NDPC Cracks Down on Cybercrime: Probes 17 Major Data Breaches in Nigeria, Recovers N400 Million

The Nigeria Data Protection Commission (NDPC) is actively examining 17 significant cases of data breaches that traverse diverse sectors, including finance, technology, education, consulting, government, logistics, and gaming/lottery. Dr. Vincent Olatunji, the National Commissioner of the NDPC, divulged these details during the observance of Global Data Privacy Day in Abuja, revealing that the commission has received a substantial influx of over 1000 complaints related to data breaches, prompting thorough investigations. Olatunji underscored the impact of these operations by highlighting their contribution of N400 million in revenue to the government.

Olatunji expounded: “Within the realm of complaints and investigations, we have received over 1000 grievances. Following an exhaustive review, we verified 50 cases, and investigations are underway in 17 major instances across diverse sectors such as Finance, Technology, Education, Consulting, Government, Logistics, and Gaming\Lottery, among others. Through remedial actions taken in concluded cases, we have successfully generated over 400 million Naira in revenue for the government.”

In a significant disclosure in June 2023, NDPC announced investigations into several entities, including Zenith, GTB, Fidelity, Leadway Insurance, and Babcock University, for alleged data breaches. By October 2023, the Commission expanded its investigative purview to include Opay, Meta, and DHL for similar allegations. These initiatives underscore Nigeria’s unwavering commitment to data protection, backed by a robust legislative framework and strategic initiatives. Further detailing the landscape, the National Commissioner of NDPC highlighted a notable surge in Data Protection Compliance Organizations, growing from 103 to 163. This surge has resulted in a corresponding uptick in annual audit filings. Olatunji projected an anticipated sector revenue of approximately N6.2 billion, creating around 10,100 jobs within this burgeoning domain.

Olatunji expounded, saying, “In our quest to bolster compliance, we have taken measures to increase the number of Data Protection Compliance Organizations from 103 to 163. Consequently, annual audit filings have surpassed the 2000 mark, with cumulative revenue in the sector estimated at 6.2 billion. Noteworthy is the creation of approximately 10,100 jobs thus far. Nigeria’s inclusion in the Global Privacy Assembly, a consortium comprising around 130 countries, and its active participation in the Network of African Data Protection Authorities (NADPA), serve as testaments to our international recognition and the strides made in the data protection landscape.”

Underscoring the critical need for heightened data privacy and protection awareness, Olatunji announced that a comprehensive and detailed overview of the commission’s progress and future steps will be disseminated through the Nigeria Annual Data Protection Report.
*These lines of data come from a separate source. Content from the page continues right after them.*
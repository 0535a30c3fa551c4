mod common;

use collagekit::{
    CollageConfig, CollageRequest, CompositionState, Compositor, Error, GridSpec, RenderSurface,
    SourceImage,
};
use common::*;
use image::{DynamicImage, ImageFormat, RgbImage};

fn request(images: Vec<SourceImage>, grid: GridSpec) -> CollageRequest {
    CollageRequest::new(images, "Test Style", grid)
}

#[tokio::test]
async fn surface_matches_configured_dimensions() {
    let grids = [
        (GridSpec::square(1024, 2, 10), 4),
        (GridSpec::square(300, 3, 6), 9),
        (
            GridSpec {
                canvas_width: 640,
                canvas_height: 220,
                rows: 1,
                cols: 3,
                gap: 10,
            },
            3,
        ),
    ];

    for (grid, n) in grids {
        let mut surface = RenderSurface::new(1, 1).unwrap();
        let mut compositor = Compositor::default();
        let images = (0..n).map(|_| solid_png(40, 30, RED)).collect();
        let artifact = compositor.compose(&mut surface, &request(images, grid)).await.unwrap();
        assert_eq!((surface.width(), surface.height()), (grid.canvas_width, grid.canvas_height));
        assert_eq!((artifact.width, artifact.height), (grid.canvas_width, grid.canvas_height));
        assert_eq!(artifact.cells.len(), n);
    }
}

#[tokio::test]
async fn reference_geometry_for_default_config() {
    let config = CollageConfig::default();
    let mut surface = RenderSurface::new(config.canvas_width, config.canvas_height).unwrap();
    let mut compositor = collagekit::new_compositor(&config).unwrap();
    let artifact = compositor
        .compose(&mut surface, &request(four_solids(), config.grid_spec()))
        .await
        .unwrap();

    let origins: Vec<(f32, f32, f32)> = artifact.cells.iter().map(|c| (c.x, c.y, c.size())).collect();
    assert_eq!(
        origins,
        vec![
            (10.0, 10.0, 497.0),
            (517.0, 10.0, 497.0),
            (10.0, 517.0, 497.0),
            (517.0, 517.0, 497.0)
        ]
    );

    // gap pixels show the background, cell centers show their image
    assert_eq!(surface.pixel(5, 500), Some(config.background));
    assert_eq!(surface.pixel(512, 512), Some(config.background));
    for (cell, color) in artifact.cells.iter().zip([RED, GREEN, BLUE, YELLOW]) {
        let px = surface
            .pixel((cell.x + 250.0) as u32, (cell.y + 400.0) as u32)
            .unwrap();
        assert!(near(px, color), "cell {} has {:?}", cell.index, px);
    }
}

#[tokio::test]
async fn cover_fit_crops_overflow_evenly() {
    // 200x100: the centered square crop spans x = 50..150, half black, half white
    let images = vec![split_png(200, 100)];
    let grid = GridSpec::square(517, 1, 10);
    let mut surface = RenderSurface::new(1, 1).unwrap();
    let mut compositor = Compositor::default();
    compositor
        .compose(&mut surface, &CollageRequest::new(images, "", grid))
        .await
        .unwrap();

    assert!(near(surface.pixel(110, 300).unwrap(), [0, 0, 0, 255]));
    assert!(near(surface.pixel(400, 300).unwrap(), [255, 255, 255, 255]));
}

#[tokio::test]
async fn failed_decode_leaves_blank_surface_untouched() {
    let mut images = four_solids();
    images[2] = SourceImage::from(b"definitely not a png".to_vec());

    let mut surface = RenderSurface::new(1024, 1024).unwrap();
    let before = surface.pixmap().data().to_vec();
    let mut compositor = Compositor::default();
    let err = compositor
        .compose(&mut surface, &request(images, GridSpec::square(1024, 2, 10)))
        .await
        .unwrap_err();

    assert!(matches!(err, Error::ImageDecodeError { index: 2, .. }));
    assert_eq!(compositor.state(), CompositionState::Idle);
    assert!(!surface.is_composed());
    assert_eq!(surface.pixmap().data(), &before[..]);
    assert!(collagekit::export_png(&surface, "collage.png").is_err());
}

#[tokio::test]
async fn failed_decode_keeps_previous_collage() {
    let grid = GridSpec::square(256, 2, 8);
    let mut surface = RenderSurface::new(256, 256).unwrap();
    let mut compositor = Compositor::default();
    let first = compositor
        .compose(&mut surface, &request(four_solids(), grid))
        .await
        .unwrap();
    let before = surface.pixmap().data().to_vec();

    let mut broken = four_solids();
    broken[0] = SourceImage::from(Vec::new());
    assert!(compositor.compose(&mut surface, &request(broken, grid)).await.is_err());

    assert_eq!(surface.generation(), first.generation);
    assert_eq!(surface.pixmap().data(), &before[..]);
    // the last successful composition is still exportable
    assert!(first.export(&surface, "collage.png").is_ok());
}

#[tokio::test]
async fn image_count_mismatch_is_invalid_grid() {
    let mut surface = RenderSurface::new(64, 64).unwrap();
    let mut compositor = Compositor::default();
    let mut images = four_solids();
    images.pop();
    let err = compositor
        .compose(&mut surface, &request(images, GridSpec::square(1024, 2, 10)))
        .await
        .unwrap_err();
    assert!(matches!(err, Error::InvalidGridError(_)));
}

#[tokio::test]
async fn composing_twice_is_byte_identical() {
    let grid = GridSpec::square(512, 2, 10);
    let mut outputs = Vec::new();
    for _ in 0..2 {
        let mut surface = RenderSurface::new(512, 512).unwrap();
        let mut compositor = Compositor::default();
        let artifact = compositor
            .compose(&mut surface, &request(four_solids(), grid))
            .await
            .unwrap();
        outputs.push(artifact.export(&surface, "collage.png").unwrap());
    }
    assert_eq!(outputs[0].png_data, outputs[1].png_data);
    assert_eq!(outputs[0].digest(), outputs[1].digest());
}

#[tokio::test]
async fn export_after_compose_decodes_to_canvas_size() {
    let config = CollageConfig::default();
    let mut surface = RenderSurface::new(config.canvas_width, config.canvas_height).unwrap();
    let mut compositor = collagekit::new_compositor(&config).unwrap();
    let artifact = compositor
        .compose(&mut surface, &request(four_solids(), config.grid_spec()))
        .await
        .unwrap();

    let exported = artifact.export(&surface, &config.export_file_name).unwrap();
    assert_eq!(exported.file_name, "collage.png");
    assert!(!exported.png_data.is_empty());
    let decoded = image::load_from_memory(&exported.png_data).unwrap();
    assert_eq!((decoded.width(), decoded.height()), (1024, 1024));
}

#[tokio::test]
async fn export_names_cannot_leave_the_save_dir() {
    let mut surface = RenderSurface::new(1, 1).unwrap();
    let mut compositor = Compositor::default();
    let artifact = compositor
        .compose(&mut surface, &request(four_solids(), GridSpec::square(64, 2, 4)))
        .await
        .unwrap();

    for name in ["/tmp/collagekit-escaped.png", "../collagekit-up.png", "sub/collage.png"] {
        assert!(
            matches!(artifact.export(&surface, name), Err(Error::ExportError(_))),
            "{:?} accepted",
            name
        );
    }

    let mut dir = std::env::temp_dir();
    dir.push(format!("collagekit-save-dir-{}", std::process::id()));
    let path = artifact.export(&surface, "collage.png").unwrap().save(&dir).unwrap();
    assert_eq!(path.parent(), Some(dir.as_path()));
    std::fs::remove_dir_all(&dir).ok();
}

#[tokio::test]
async fn label_is_drawn_over_first_cell() {
    let mut surface = RenderSurface::new(1, 1).unwrap();
    let mut compositor = Compositor::default();
    compositor
        .compose(&mut surface, &request(four_solids(), GridSpec::square(1024, 2, 10)))
        .await
        .unwrap();

    // top bar of the leading "T" sits at (36..56, 36..40) with the default label style
    assert_eq!(surface.pixel(38, 37), Some((255, 255, 255, 255)));
    // just below the bar, between the stems, the darkened label backing covers the red cell
    let backing = surface.pixel(40, 45).unwrap();
    assert!(backing.0 < RED[0]);
}

#[tokio::test]
async fn mixed_formats_and_base64_inputs() {
    use base64::Engine as _;

    let jpeg = encode_jpeg(80, 60, [10, 120, 200]);
    let png = solid_png(30, 90, GREEN);
    let b64 = base64::engine::general_purpose::STANDARD.encode(png.as_bytes());
    let images = vec![
        SourceImage::from(jpeg),
        SourceImage::from_base64(1, &format!("data:image/png;base64,{}", b64)).unwrap(),
    ];
    let grid = GridSpec {
        canvas_width: 420,
        canvas_height: 220,
        rows: 1,
        cols: 2,
        gap: 10,
    };
    let mut surface = RenderSurface::new(1, 1).unwrap();
    let mut compositor = Compositor::default();
    let artifact = compositor
        .compose(&mut surface, &CollageRequest::new(images, "", grid))
        .await
        .unwrap();
    assert_eq!(artifact.cells[1].x, 215.0);
    assert!(near(surface.pixel(315, 110).unwrap(), GREEN));
}

fn encode_jpeg(w: u32, h: u32, rgb: [u8; 3]) -> Vec<u8> {
    let img = DynamicImage::ImageRgb8(RgbImage::from_pixel(w, h, image::Rgb(rgb)));
    let mut out = std::io::Cursor::new(Vec::new());
    img.write_to(&mut out, ImageFormat::Jpeg).unwrap();
    out.into_inner()
}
This report is slated for release during the Annual Anniversary and Award Ceremony scheduled for February 4, 2024.

Shifting the focus to the broader landscape, the Minister of Communications, Innovation, and Digital Economy, Bosun Tijani, emphasized the imperative of moving beyond punitive fines and redirecting attention toward heightened awareness during Data Privacy Week. Tijani advocated for celebrating companies demonstrating compliance and mitigating a knowledge gap, pointing out the necessity for behavioral change. He additionally shared the government’s strategic initiative to digitize all public services, aiming to capitalize on the advantages of the digital economy while concurrently ensuring the robust protection of citizens’ data.